RECORDS SUPPLIED ▸
☆ ☆ ☆ ☆
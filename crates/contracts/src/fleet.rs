//! FleetSnapshot - live per-vehicle view derived from the emission stream

use serde::{Deserialize, Serialize};

use crate::{TimestampMs, VehicleId};

/// Operating status shown for a vehicle
#[derive(Debug, Clone, Copy, PartialEq, Eq, Hash, Serialize, Deserialize)]
#[serde(rename_all = "snake_case")]
pub enum VehicleStatus {
    Moving,
    Idle,
    Warning,
    Critical,
}

/// Latest known state of one vehicle
#[derive(Debug, Clone, PartialEq, Serialize, Deserialize)]
pub struct VehicleSnapshot {
    pub vehicle_id: VehicleId,
    pub last_timestamp: TimestampMs,
    pub latitude: f64,
    pub longitude: f64,
    pub speed_kmh: f64,
    pub status: VehicleStatus,
    /// CO₂ accumulated since the vehicle was first seen (g)
    pub total_co2_grams: f64,
    pub readings: u64,
    pub alerts: u64,
}

/// Fleet-wide view, vehicles sorted by id
#[derive(Debug, Clone, Default, PartialEq, Serialize, Deserialize)]
pub struct FleetSnapshot {
    pub vehicles: Vec<VehicleSnapshot>,
}

impl FleetSnapshot {
    pub fn total_co2_grams(&self) -> f64 {
        self.vehicles.iter().map(|v| v.total_co2_grams).sum()
    }

    pub fn count_with_status(&self, status: VehicleStatus) -> usize {
        self.vehicles.iter().filter(|v| v.status == status).count()
    }

    pub fn get(&self, vehicle_id: &str) -> Option<&VehicleSnapshot> {
        self.vehicles.iter().find(|v| v.vehicle_id == vehicle_id)
    }
}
☆ ☆ ☆ ☆
EXERCISE ▸ Your response should be made up of the lines in the data that contain the word "self".

COMPLETED EXERCISE ▸
    pub fn total_co2_grams(&self) -> f64 {
        self.vehicles.iter().map(|v| v.total_co2_grams).sum()
    pub fn count_with_status(&self, status: VehicleStatus) -> usize {
        self.vehicles.iter().filter(|v| v.status == status).count()
    pub fn get(&self, vehicle_id: &str) -> Option<&VehicleSnapshot> {
        self.vehicles.iter().find(|v| v.vehicle_id == vehicle_id)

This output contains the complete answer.